D124252 would freeze the cmp result, and loop unswitching would
otherwise happen identically. We'd then do instcombine. At this point,
we'd be presented with a few redundant definitions - see the %idx1 and
%idx2 in the added test. They'd have uses in the then and else
sides of the unswitched loop that, before D124252, would be recognized
as equivalent and optimized out (the test glosses over that and just
uses the mock_use function to make sure the values have a use).
D124252's introduction of the freeze kicked in the behavior introduced
by D105392. The problem is that the freeze would be always propagated up
right before the current freeze - which in our case would leave one of
the equivalent idx before the freeze and one after. The two would be
now different, and we lose the optimization opportunity.
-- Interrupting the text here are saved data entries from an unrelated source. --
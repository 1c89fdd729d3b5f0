use std::{path::PathBuf, process::ExitCode};

use clack_core::{
    config::{DEFAULT_TEMPO, DEFAULT_TIME_SIGNATURE},
    install_signal_handler, AudioEngine, KeyListener, Preset, PresetStore, RunSettings, SoundBank,
    TerminalDisplay, TickScheduler, TimeSignature,
};
use clap::{CommandFactory, Parser, Subcommand};
use tracing_subscriber::EnvFilter;

fn main() -> ExitCode {
    init_tracing();

    let cli = Cli::parse();

    let result = match &cli.command {
        Some(Commands::Run) => run_metronome(&cli),
        Some(Commands::Add { name }) => add_preset(&cli, name),
        Some(Commands::Delete { name }) => delete_preset(name),
        Some(Commands::List) => list_presets(),
        Some(Commands::Siglist) => {
            print_signatures();
            Ok(())
        }
        // No command is a request for usage, not a mistake.
        None => Cli::command().print_help().map_err(Into::into),
    };

    match result {
        Ok(()) => ExitCode::SUCCESS,
        Err(err) => {
            tracing::error!("{err}");
            ExitCode::FAILURE
        }
    }
}

fn run_metronome(cli: &Cli) -> clack_core::Result<()> {
    // A preset replaces the flags before anything is validated.
    let preset = match &cli.config {
        Some(name) => Some(PresetStore::open_default()?.get(name)?.clone()),
        None => None,
    };
    let settings = RunSettings::resolve(cli.tempo, &cli.timesig, preset.as_ref())?;

    tracing::info!(
        tempo = %settings.tempo,
        signature = %settings.signature,
        interval = ?settings.beat_interval(),
        "starting metronome"
    );

    let bank = SoundBank::load_dir(&cli.sounds)?;
    let engine = AudioEngine::open(bank)?;

    let (sender, receiver) = crossbeam_channel::unbounded();
    install_signal_handler(sender.clone())?;
    let listener = KeyListener::spawn(sender)?;

    let mut display = TerminalDisplay::stdout();
    display.begin()?;

    let outcome = TickScheduler::new(settings, engine, display).run(&receiver);
    // Give the terminal back before anything else is printed.
    listener.shutdown();

    let report = outcome?;
    tracing::info!(
        ticks = report.ticks,
        resyncs = report.resyncs,
        "metronome stopped"
    );
    Ok(())
}

fn add_preset(cli: &Cli, name: &str) -> clack_core::Result<()> {
    let settings = RunSettings::resolve(cli.tempo, &cli.timesig, None)?;

    let mut store = PresetStore::open_default()?;
    store.add(Preset {
        key: name.to_string(),
        tempo: settings.tempo.bpm().into(),
        timesig: settings.signature.to_string(),
    })?;

    tracing::info!(path = %store.path().display(), "saved preset");
    println!("{name} is added to the config");
    Ok(())
}

fn delete_preset(name: &str) -> clack_core::Result<()> {
    let mut store = PresetStore::open_default()?;
    store.remove(name)?;

    println!("{name} is deleted from the config");
    Ok(())
}

fn list_presets() -> clack_core::Result<()> {
    let store = PresetStore::open_default()?;
    if store.presets().is_empty() {
        println!("No saved configs in {}", store.path().display());
        return Ok(());
    }

    for preset in store.presets() {
        println!("{:<16} {:>3} bpm  {}", preset.key, preset.tempo, preset.timesig);
    }
    Ok(())
}

fn print_signatures() {
    println!("Available Time Signatures:");
    for signature in TimeSignature::list() {
        println!("  - {signature}");
    }
}

fn init_tracing() {
    let _ = tracing_subscriber::fmt()
        .with_env_filter(
            EnvFilter::try_from_default_env().unwrap_or_else(|_| EnvFilter::new("info")),
        )
        .with_writer(std::io::stderr)
        .try_init();
}

#[derive(Parser, Debug)]
#[command(author, version, about = "Terminal metronome with accented beats", long_about = None)]
struct Cli {
    /// Tempo in beats per minute.
    #[arg(long, global = true, default_value_t = DEFAULT_TEMPO, allow_negative_numbers = true)]
    tempo: i64,
    /// Time signature as BEATS/NOTE, see `siglist`.
    #[arg(long, global = true, default_value = DEFAULT_TIME_SIGNATURE)]
    timesig: String,
    /// Name of a saved config; overrides --tempo and --timesig.
    #[arg(long, global = true)]
    config: Option<String>,
    /// Directory holding the hi.wav and lo.wav tick sounds.
    #[arg(long, global = true, default_value = "static")]
    sounds: PathBuf,
    #[command(subcommand)]
    command: Option<Commands>,
}

#[derive(Subcommand, Debug)]
enum Commands {
    /// Run the metronome. Space pauses, Esc quits.
    Run,
    /// Save the current --tempo and --timesig under a name.
    Add { name: String },
    /// Remove a saved config.
    Delete { name: String },
    /// Print the saved configs.
    List,
    /// Print the list of available time signatures.
    Siglist,
}

#[cfg(test)]
mod tests {
    use super::*;

    #[test]
    fn cli_definition_is_consistent() {
        Cli::command().debug_assert();
    }

    #[test]
    fn flags_work_before_and_after_the_command() {
        let cli = Cli::try_parse_from(["clack", "--tempo", "100", "run", "--timesig", "3/4"]).unwrap();
        assert!(matches!(cli.command, Some(Commands::Run)));
        assert_eq!(cli.tempo, 100);
        assert_eq!(cli.timesig, "3/4");
        assert!(cli.config.is_none());
    }

    #[test]
    fn defaults_match_common_time() {
        let cli = Cli::try_parse_from(["clack", "run"]).unwrap();
        assert_eq!(cli.tempo, 120);
        assert_eq!(cli.timesig, "4/4");
        assert_eq!(cli.sounds, PathBuf::from("static"));
    }

    #[test]
    fn negative_tempo_reaches_validation() {
        let cli = Cli::try_parse_from(["clack", "--tempo", "-3", "run"]).unwrap();
        assert!(RunSettings::resolve(cli.tempo, &cli.timesig, None).is_err());
    }

    #[test]
    fn preset_commands_take_a_name() {
        let cli = Cli::try_parse_from(["clack", "--config=cfg1", "add", "slow"]).unwrap();
        assert!(matches!(cli.command, Some(Commands::Add { ref name }) if name == "slow"));
        assert!(Cli::try_parse_from(["clack", "delete"]).is_err());
    }

    #[test]
    fn bare_invocation_parses_without_a_command() {
        let cli = Cli::try_parse_from(["clack"]).unwrap();
        assert!(cli.command.is_none());
        assert!(Cli::try_parse_from(["clack", "--tempo", "90"]).unwrap().command.is_none());
    }
}
use std::{
    fmt,
    io::{self, Stdout, Write},
};

use crossterm::{
    cursor::MoveTo,
    queue,
    terminal::{Clear, ClearType},
};

use crate::Result;

pub const HELP_LINE: &str = "Press [ESC] to quit, [SPACEBAR] to pause the metronome";

const BEAT_FILLED: char = '\u{25CF}';
const BEAT_EMPTY: char = '\u{25CB}';

/// One glyph per beat of the measure, the current beat filled.
pub fn beat_row(beats: u32, index: u32) -> String {
    (0..beats)
        .map(|beat| if beat == index { BEAT_FILLED } else { BEAT_EMPTY })
        .collect()
}

/// Transport change announced to the user.
#[derive(Debug, Clone, Copy, PartialEq, Eq)]
pub enum Status {
    Paused,
    Resumed,
}

impl fmt::Display for Status {
    fn fmt(&self, f: &mut fmt::Formatter<'_>) -> fmt::Result {
        match self {
            Self::Paused => f.write_str("Paused"),
            Self::Resumed => f.write_str("Resumed"),
        }
    }
}

/// Presentation side of the metronome. Purely reactive: it shows what the
/// scheduler tells it and never feeds anything back.
pub trait BeatDisplay {
    fn render_beat(&mut self, beats: u32, index: u32) -> Result<()>;

    fn show_status(&mut self, status: Status) -> Result<()>;

    /// Wipes the indicator once the metronome has stopped.
    fn clear(&mut self) -> Result<()>;
}

impl<T: BeatDisplay + ?Sized> BeatDisplay for &mut T {
    fn render_beat(&mut self, beats: u32, index: u32) -> Result<()> {
        (**self).render_beat(beats, index)
    }

    fn show_status(&mut self, status: Status) -> Result<()> {
        (**self).show_status(status)
    }

    fn clear(&mut self) -> Result<()> {
        (**self).clear()
    }
}

/// Redraws the beat indicator in place at the top of a terminal.
#[derive(Debug)]
pub struct TerminalDisplay<W: Write> {
    out: W,
    row: Option<String>,
    status: Option<Status>,
}

impl TerminalDisplay<Stdout> {
    pub fn stdout() -> Self {
        Self::new(io::stdout())
    }
}

impl<W: Write> TerminalDisplay<W> {
    pub fn new(out: W) -> Self {
        Self {
            out,
            row: None,
            status: None,
        }
    }

    /// Clears the whole screen and draws the help line.
    pub fn begin(&mut self) -> Result<()> {
        queue!(self.out, Clear(ClearType::All))?;
        self.draw()
    }

    pub fn into_inner(self) -> W {
        self.out
    }

    fn draw(&mut self) -> Result<()> {
        queue!(self.out, MoveTo(0, 0), Clear(ClearType::FromCursorDown))?;

        // Raw mode does not translate `\n`, so every line carries `\r`.
        if let Some(row) = &self.row {
            write!(self.out, "{row}\r\n")?;
        }
        write!(self.out, "{HELP_LINE}\r\n")?;
        if let Some(status) = self.status {
            write!(self.out, "{status}\r\n")?;
        }

        self.out.flush()?;
        Ok(())
    }
}

impl<W: Write> BeatDisplay for TerminalDisplay<W> {
    fn render_beat(&mut self, beats: u32, index: u32) -> Result<()> {
        self.row = Some(beat_row(beats, index));
        self.status = None;
        self.draw()
    }

    fn show_status(&mut self, status: Status) -> Result<()> {
        self.status = Some(status);
        self.draw()
    }

    fn clear(&mut self) -> Result<()> {
        self.row = None;
        self.status = None;
        queue!(self.out, MoveTo(0, 0), Clear(ClearType::FromCursorDown))?;
        self.out.flush()?;
        Ok(())
    }
}
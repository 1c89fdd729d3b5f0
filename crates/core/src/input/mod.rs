use std::{
    io,
    sync::{
        atomic::{AtomicBool, Ordering},
        Arc,
    },
    thread::{self, JoinHandle},
    time::Duration,
};

use crossbeam_channel::Sender;
use crossterm::{
    event::{self, Event, KeyCode, KeyEvent, KeyEventKind, KeyModifiers},
    terminal,
};

use crate::{ClackError, Result};

/// How long a read waits before the listener rechecks for shutdown.
const POLL_INTERVAL: Duration = Duration::from_millis(50);

/// Requests sent to the tick loop from outside.
#[derive(Debug, Clone, PartialEq, Eq)]
pub enum ControlEvent {
    TogglePause,
    Quit,
    /// The keyboard can no longer be read.
    InputFailed(String),
}

/// Space pauses, Esc, `q` and Ctrl-C quit. Raw mode turns Ctrl-C into a
/// plain key press, so it has to be handled here rather than by the
/// signal handler.
pub fn map_key(key: &KeyEvent) -> Option<ControlEvent> {
    if key.kind == KeyEventKind::Release {
        return None;
    }

    match key.code {
        KeyCode::Char(' ') => Some(ControlEvent::TogglePause),
        KeyCode::Char('c') if key.modifiers.contains(KeyModifiers::CONTROL) => {
            Some(ControlEvent::Quit)
        }
        KeyCode::Esc | KeyCode::Char('q') => Some(ControlEvent::Quit),
        _ => None,
    }
}

/// Blocking source of key presses.
pub trait KeySource: Send + 'static {
    /// Waits up to `timeout` for the next key press.
    fn next_key(&mut self, timeout: Duration) -> io::Result<Option<KeyEvent>>;
}

/// Key presses from the controlling terminal.
#[derive(Debug, Default, Clone, Copy)]
pub struct TerminalKeys;

impl KeySource for TerminalKeys {
    fn next_key(&mut self, timeout: Duration) -> io::Result<Option<KeyEvent>> {
        if !event::poll(timeout)? {
            return Ok(None);
        }

        match event::read()? {
            Event::Key(key) => Ok(Some(key)),
            _ => Ok(None),
        }
    }
}

/// Keeps the terminal in raw mode for as long as it lives.
#[derive(Debug)]
struct RawModeGuard;

impl RawModeGuard {
    fn enable() -> Result<Self> {
        terminal::enable_raw_mode().map_err(|err| ClackError::InputDevice(err.to_string()))?;
        Ok(Self)
    }
}

impl Drop for RawModeGuard {
    fn drop(&mut self) {
        if let Err(err) = terminal::disable_raw_mode() {
            tracing::warn!("failed to restore the terminal: {err}");
        }
    }
}

/// Background thread turning key presses into [`ControlEvent`]s.
///
/// Dropping the listener stops the thread and releases the terminal.
#[derive(Debug)]
pub struct KeyListener {
    shutdown: Arc<AtomicBool>,
    handle: Option<JoinHandle<()>>,
    _raw: Option<RawModeGuard>,
}

impl KeyListener {
    /// Puts the terminal into raw mode and starts listening on it.
    pub fn spawn(events: Sender<ControlEvent>) -> Result<Self> {
        let raw = RawModeGuard::enable()?;
        let mut listener = Self::spawn_with(TerminalKeys, events)?;
        listener._raw = Some(raw);
        Ok(listener)
    }

    pub fn spawn_with(source: impl KeySource, events: Sender<ControlEvent>) -> Result<Self> {
        let shutdown = Arc::new(AtomicBool::new(false));
        let flag = shutdown.clone();
        let handle = thread::Builder::new()
            .name("clack-input".to_string())
            .spawn(move || listen(source, &events, &flag))?;

        Ok(Self {
            shutdown,
            handle: Some(handle),
            _raw: None,
        })
    }

    /// Stops the listener thread and waits for it.
    pub fn shutdown(mut self) {
        self.stop();
    }

    fn stop(&mut self) {
        self.shutdown.store(true, Ordering::SeqCst);
        if let Some(handle) = self.handle.take() {
            if handle.join().is_err() {
                tracing::warn!("input listener panicked");
            }
        }
    }
}

impl Drop for KeyListener {
    fn drop(&mut self) {
        self.stop();
    }
}

fn listen(mut source: impl KeySource, events: &Sender<ControlEvent>, shutdown: &AtomicBool) {
    while !shutdown.load(Ordering::SeqCst) {
        let key = match source.next_key(POLL_INTERVAL) {
            Ok(Some(key)) => key,
            Ok(None) => continue,
            Err(err) if shutdown.load(Ordering::SeqCst) => {
                tracing::debug!("input closed during shutdown: {err}");
                break;
            }
            Err(err) => {
                tracing::error!("failed to read key press: {err}");
                let _ = events.send(ControlEvent::InputFailed(err.to_string()));
                break;
            }
        };

        let Some(control) = map_key(&key) else {
            continue;
        };
        let quit = control == ControlEvent::Quit;
        if events.send(control).is_err() || quit {
            break;
        }
    }
}

/// Routes SIGINT and SIGTERM to the tick loop as [`ControlEvent::Quit`].
pub fn install_signal_handler(events: Sender<ControlEvent>) -> Result<()> {
    ctrlc::set_handler(move || {
        tracing::debug!("termination signal received");
        let _ = events.send(ControlEvent::Quit);
    })
    .map_err(|err| ClackError::InputDevice(err.to_string()))
}

#[cfg(test)]
mod tests {
    use std::collections::VecDeque;

    use super::*;

    fn press(code: KeyCode) -> KeyEvent {
        KeyEvent::new(code, KeyModifiers::NONE)
    }

    struct Scripted {
        keys: VecDeque<io::Result<Option<KeyEvent>>>,
    }

    impl Scripted {
        fn new(keys: impl IntoIterator<Item = io::Result<Option<KeyEvent>>>) -> Self {
            Self {
                keys: keys.into_iter().collect(),
            }
        }
    }

    impl KeySource for Scripted {
        fn next_key(&mut self, timeout: Duration) -> io::Result<Option<KeyEvent>> {
            match self.keys.pop_front() {
                Some(next) => next,
                None => {
                    thread::sleep(timeout);
                    Ok(None)
                }
            }
        }
    }

    #[test]
    fn maps_control_keys() {
        assert_eq!(
            map_key(&press(KeyCode::Char(' '))),
            Some(ControlEvent::TogglePause)
        );
        assert_eq!(map_key(&press(KeyCode::Esc)), Some(ControlEvent::Quit));
        assert_eq!(map_key(&press(KeyCode::Char('q'))), Some(ControlEvent::Quit));
        assert_eq!(
            map_key(&KeyEvent::new(KeyCode::Char('c'), KeyModifiers::CONTROL)),
            Some(ControlEvent::Quit)
        );
        assert_eq!(map_key(&press(KeyCode::Char('c'))), None);
        assert_eq!(map_key(&press(KeyCode::Enter)), None);

        let release = KeyEvent::new_with_kind(
            KeyCode::Char(' '),
            KeyModifiers::NONE,
            KeyEventKind::Release,
        );
        assert_eq!(map_key(&release), None);
    }

    #[test]
    fn forwards_keys_until_quit() {
        let (sender, receiver) = crossbeam_channel::unbounded();
        let source = Scripted::new([
            Ok(Some(press(KeyCode::Char(' ')))),
            Ok(None),
            Ok(Some(press(KeyCode::Char('x')))),
            Ok(Some(press(KeyCode::Char(' ')))),
            Ok(Some(press(KeyCode::Esc))),
            Ok(Some(press(KeyCode::Char(' ')))),
        ]);

        let listener = KeyListener::spawn_with(source, sender).unwrap();
        let received: Vec<ControlEvent> = receiver
            .iter()
            .take(3)
            .collect();
        listener.shutdown();

        assert_eq!(
            received,
            [
                ControlEvent::TogglePause,
                ControlEvent::TogglePause,
                ControlEvent::Quit
            ]
        );
        // The thread stopped after quit and dropped its sender.
        assert!(receiver.recv().is_err());
    }

    #[test]
    fn read_errors_are_reported() {
        let (sender, receiver) = crossbeam_channel::unbounded();
        let source = Scripted::new([Err(io::Error::other("device unplugged"))]);

        let listener = KeyListener::spawn_with(source, sender).unwrap();
        let event = receiver.recv().unwrap();
        listener.shutdown();

        assert_eq!(
            event,
            ControlEvent::InputFailed("device unplugged".to_string())
        );
    }

    struct ClosedOnShutdown {
        shutdown: Arc<AtomicBool>,
    }

    impl KeySource for ClosedOnShutdown {
        fn next_key(&mut self, _timeout: Duration) -> io::Result<Option<KeyEvent>> {
            self.shutdown.store(true, Ordering::SeqCst);
            Err(io::Error::new(io::ErrorKind::Interrupted, "operation canceled"))
        }
    }

    #[test]
    fn errors_during_shutdown_are_swallowed() {
        let (sender, receiver) = crossbeam_channel::unbounded();
        let shutdown = Arc::new(AtomicBool::new(false));
        let source = ClosedOnShutdown {
            shutdown: shutdown.clone(),
        };

        listen(source, &sender, &shutdown);
        assert!(receiver.try_recv().is_err());
    }
}
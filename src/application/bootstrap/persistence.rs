use anyhow::{Context, Result};
use std::sync::Arc;
use tracing::info;

use crate::domain::repositories::{AccountRepository, InstrumentRepository, LedgerRepository};
use crate::infrastructure::persistence::database::Database;
use crate::infrastructure::persistence::repositories::{
    SqliteAccountRepository, SqliteInstrumentRepository, SqliteLedgerRepository,
};
use crate::infrastructure::repositories::InMemoryStore;

pub struct PersistenceHandle {
    /// `None` when running on the in-memory store
    pub db: Option<Database>,
    pub account_repository: Arc<dyn AccountRepository>,
    pub instrument_repository: Arc<dyn InstrumentRepository>,
    pub ledger_repository: Arc<dyn LedgerRepository>,
}

pub struct PersistenceBootstrap;

impl PersistenceBootstrap {
    pub async fn init(db_url: &str) -> Result<PersistenceHandle> {
        info!("Initializing Database at {}", db_url);

        let db = Database::new(db_url)
            .await
            .context("Failed to initialize database")?;

        Ok(Self::from_database(db))
    }

    pub fn from_database(db: Database) -> PersistenceHandle {
        let account_repo = Arc::new(SqliteAccountRepository::new(db.pool.clone()));
        let instrument_repo = Arc::new(SqliteInstrumentRepository::new(db.pool.clone()));
        let ledger_repo = Arc::new(SqliteLedgerRepository::new(db.pool.clone()));

        PersistenceHandle {
            db: Some(db),
            account_repository: account_repo,
            instrument_repository: instrument_repo,
            ledger_repository: ledger_repo,
        }
    }

    /// All three repositories backed by one shared `InMemoryStore`
    pub fn in_memory(store: InMemoryStore) -> PersistenceHandle {
        PersistenceHandle {
            db: None,
            account_repository: Arc::new(store.clone()),
            instrument_repository: Arc::new(store.clone()),
            ledger_repository: Arc::new(store),
        }
    }
}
Here's what the
IR looked like post-instcombine, for the newly added test:
define i1 @func(i32 %0, i32 noundef %1) { %dr = lshr i32 %0, 2 %idx1 = zext i32 %dr to i64 %dr.fr = freeze i32 %dr %add = add i32 %dr.fr, 1 %cmp = icmp slt i32 %add, %1 %idx2 = zext i32 %dr.fr to i64 %v = call i1 @use(i64 %idx1, i64 %idx2) %ret = and i1 %v, %cmp ret i1 %ret }
Note how %idx1 and %idx2 are using, one the pre-freeze def of %dr
and one the post-freeze (i.e. %dr.fr).
This patch moves the freeze right after definition.
I *think* this is just the case when MaybePoisonOperand is a function parameter, so we should insert in the entry block - but want to first make sure the idea of the patch isn't missing something.